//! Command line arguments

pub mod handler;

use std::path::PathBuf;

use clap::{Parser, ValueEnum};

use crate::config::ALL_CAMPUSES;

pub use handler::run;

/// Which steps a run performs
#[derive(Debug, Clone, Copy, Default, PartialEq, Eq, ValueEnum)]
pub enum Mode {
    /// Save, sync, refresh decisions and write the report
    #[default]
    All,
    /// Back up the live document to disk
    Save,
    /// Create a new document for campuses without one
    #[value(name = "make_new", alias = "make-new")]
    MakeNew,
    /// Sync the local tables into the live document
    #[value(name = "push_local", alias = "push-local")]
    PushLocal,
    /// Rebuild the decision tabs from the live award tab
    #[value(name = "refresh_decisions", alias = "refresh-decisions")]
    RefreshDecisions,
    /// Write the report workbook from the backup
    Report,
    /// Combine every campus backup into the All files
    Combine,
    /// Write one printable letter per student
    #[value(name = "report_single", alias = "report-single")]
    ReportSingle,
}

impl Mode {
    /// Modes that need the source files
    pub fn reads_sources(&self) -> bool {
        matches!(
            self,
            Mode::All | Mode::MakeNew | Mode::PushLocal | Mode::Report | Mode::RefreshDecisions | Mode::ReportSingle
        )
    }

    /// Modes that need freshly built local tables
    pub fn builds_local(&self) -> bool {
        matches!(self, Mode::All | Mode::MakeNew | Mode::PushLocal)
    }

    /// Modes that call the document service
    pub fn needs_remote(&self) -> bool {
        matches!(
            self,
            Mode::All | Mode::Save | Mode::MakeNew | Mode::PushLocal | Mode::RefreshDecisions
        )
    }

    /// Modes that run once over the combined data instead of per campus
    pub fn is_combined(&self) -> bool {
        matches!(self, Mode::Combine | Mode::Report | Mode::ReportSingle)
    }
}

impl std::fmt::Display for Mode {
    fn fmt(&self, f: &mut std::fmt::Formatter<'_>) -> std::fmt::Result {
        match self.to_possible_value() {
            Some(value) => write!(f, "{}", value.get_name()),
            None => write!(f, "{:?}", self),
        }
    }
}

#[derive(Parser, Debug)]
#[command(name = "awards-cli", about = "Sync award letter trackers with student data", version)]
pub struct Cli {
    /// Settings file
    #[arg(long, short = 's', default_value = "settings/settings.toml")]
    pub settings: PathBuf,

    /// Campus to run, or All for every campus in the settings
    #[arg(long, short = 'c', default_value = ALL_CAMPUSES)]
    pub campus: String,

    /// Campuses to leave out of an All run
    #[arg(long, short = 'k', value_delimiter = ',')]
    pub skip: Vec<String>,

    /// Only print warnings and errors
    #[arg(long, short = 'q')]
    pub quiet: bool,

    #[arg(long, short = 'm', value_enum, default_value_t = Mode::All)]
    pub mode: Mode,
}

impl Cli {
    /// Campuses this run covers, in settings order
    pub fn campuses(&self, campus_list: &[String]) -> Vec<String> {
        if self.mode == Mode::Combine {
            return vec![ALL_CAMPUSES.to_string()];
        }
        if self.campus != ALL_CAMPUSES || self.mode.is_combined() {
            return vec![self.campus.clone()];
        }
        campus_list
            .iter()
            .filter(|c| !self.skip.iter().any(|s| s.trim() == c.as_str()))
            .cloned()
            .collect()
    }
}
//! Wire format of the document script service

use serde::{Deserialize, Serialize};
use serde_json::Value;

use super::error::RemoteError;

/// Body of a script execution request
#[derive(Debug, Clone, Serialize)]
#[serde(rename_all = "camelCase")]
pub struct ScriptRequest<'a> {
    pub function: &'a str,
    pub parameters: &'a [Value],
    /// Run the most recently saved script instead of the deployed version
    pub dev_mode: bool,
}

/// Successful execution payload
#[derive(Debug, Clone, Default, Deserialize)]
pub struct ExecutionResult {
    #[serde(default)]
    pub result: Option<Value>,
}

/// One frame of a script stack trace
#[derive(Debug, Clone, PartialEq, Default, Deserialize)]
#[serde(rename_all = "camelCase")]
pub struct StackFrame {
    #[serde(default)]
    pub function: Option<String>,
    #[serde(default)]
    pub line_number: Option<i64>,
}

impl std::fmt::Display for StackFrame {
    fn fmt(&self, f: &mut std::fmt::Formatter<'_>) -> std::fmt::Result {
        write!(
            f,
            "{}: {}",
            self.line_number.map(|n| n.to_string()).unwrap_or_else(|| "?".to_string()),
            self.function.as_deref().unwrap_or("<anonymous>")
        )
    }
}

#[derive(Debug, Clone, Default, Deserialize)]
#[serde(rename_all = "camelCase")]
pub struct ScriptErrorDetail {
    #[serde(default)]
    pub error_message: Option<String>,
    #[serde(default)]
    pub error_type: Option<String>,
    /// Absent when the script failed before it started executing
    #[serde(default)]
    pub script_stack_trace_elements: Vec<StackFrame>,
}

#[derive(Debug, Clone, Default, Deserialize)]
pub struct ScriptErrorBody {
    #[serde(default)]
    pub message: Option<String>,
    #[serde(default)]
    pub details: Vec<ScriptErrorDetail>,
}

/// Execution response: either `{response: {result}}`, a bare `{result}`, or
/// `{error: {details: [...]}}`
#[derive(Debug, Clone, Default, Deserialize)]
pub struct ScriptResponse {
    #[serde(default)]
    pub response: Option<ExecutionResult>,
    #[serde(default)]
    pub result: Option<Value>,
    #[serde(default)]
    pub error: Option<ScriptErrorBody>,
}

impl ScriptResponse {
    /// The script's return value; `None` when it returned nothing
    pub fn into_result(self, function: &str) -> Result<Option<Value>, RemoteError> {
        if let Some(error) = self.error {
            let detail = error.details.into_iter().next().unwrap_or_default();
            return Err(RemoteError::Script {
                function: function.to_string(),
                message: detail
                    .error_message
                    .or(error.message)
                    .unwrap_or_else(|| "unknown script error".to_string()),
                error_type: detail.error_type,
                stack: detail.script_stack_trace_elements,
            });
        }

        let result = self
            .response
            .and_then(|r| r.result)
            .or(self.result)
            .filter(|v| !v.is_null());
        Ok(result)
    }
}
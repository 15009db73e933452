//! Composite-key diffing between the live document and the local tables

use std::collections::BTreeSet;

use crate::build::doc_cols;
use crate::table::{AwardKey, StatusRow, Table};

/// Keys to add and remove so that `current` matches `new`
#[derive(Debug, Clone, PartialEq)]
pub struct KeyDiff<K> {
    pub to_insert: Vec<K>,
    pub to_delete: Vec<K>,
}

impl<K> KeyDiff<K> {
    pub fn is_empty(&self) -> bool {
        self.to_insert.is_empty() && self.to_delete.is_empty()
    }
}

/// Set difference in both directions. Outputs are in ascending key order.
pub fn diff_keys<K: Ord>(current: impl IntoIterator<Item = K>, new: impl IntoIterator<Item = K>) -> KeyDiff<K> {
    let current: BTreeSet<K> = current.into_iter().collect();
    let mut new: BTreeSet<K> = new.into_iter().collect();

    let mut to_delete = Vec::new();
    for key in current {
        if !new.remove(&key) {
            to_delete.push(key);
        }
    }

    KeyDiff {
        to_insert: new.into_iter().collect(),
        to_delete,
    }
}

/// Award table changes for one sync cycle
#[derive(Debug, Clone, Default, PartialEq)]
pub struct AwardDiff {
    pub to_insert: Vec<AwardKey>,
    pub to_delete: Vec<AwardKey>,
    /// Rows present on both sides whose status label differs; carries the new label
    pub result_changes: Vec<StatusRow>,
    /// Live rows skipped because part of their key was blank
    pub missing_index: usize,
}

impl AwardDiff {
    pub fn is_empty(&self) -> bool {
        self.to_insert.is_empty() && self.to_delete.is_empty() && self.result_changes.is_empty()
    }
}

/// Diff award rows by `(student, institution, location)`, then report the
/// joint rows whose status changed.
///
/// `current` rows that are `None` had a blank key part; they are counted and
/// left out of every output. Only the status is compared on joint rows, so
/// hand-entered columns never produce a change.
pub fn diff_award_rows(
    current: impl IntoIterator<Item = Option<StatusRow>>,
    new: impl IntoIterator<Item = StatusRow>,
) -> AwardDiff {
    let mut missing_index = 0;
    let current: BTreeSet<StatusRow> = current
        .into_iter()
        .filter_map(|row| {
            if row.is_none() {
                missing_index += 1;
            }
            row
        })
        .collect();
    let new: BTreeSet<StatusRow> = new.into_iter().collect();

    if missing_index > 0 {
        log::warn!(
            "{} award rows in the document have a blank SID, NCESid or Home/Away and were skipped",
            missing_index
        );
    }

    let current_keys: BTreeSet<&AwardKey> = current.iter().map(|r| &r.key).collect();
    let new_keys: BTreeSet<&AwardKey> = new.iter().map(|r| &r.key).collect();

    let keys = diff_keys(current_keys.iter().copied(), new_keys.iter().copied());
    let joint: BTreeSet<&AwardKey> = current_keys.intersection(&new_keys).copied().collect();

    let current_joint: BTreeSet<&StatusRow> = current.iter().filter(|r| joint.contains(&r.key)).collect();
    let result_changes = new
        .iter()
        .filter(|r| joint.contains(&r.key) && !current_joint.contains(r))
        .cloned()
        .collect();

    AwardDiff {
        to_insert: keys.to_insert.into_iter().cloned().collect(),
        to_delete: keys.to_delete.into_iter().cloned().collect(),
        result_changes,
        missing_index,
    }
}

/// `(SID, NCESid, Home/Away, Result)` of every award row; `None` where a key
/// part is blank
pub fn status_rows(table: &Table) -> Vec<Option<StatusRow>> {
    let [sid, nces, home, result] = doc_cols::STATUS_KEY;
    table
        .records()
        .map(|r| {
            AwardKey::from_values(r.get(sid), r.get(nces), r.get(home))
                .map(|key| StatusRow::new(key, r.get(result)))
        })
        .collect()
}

○ ○ ○ ○ ○ ○ ○

Exercise brief:
In the records above, some lines hold the word "impl". Say how many, and nothing more.

Answer for this exercise:
10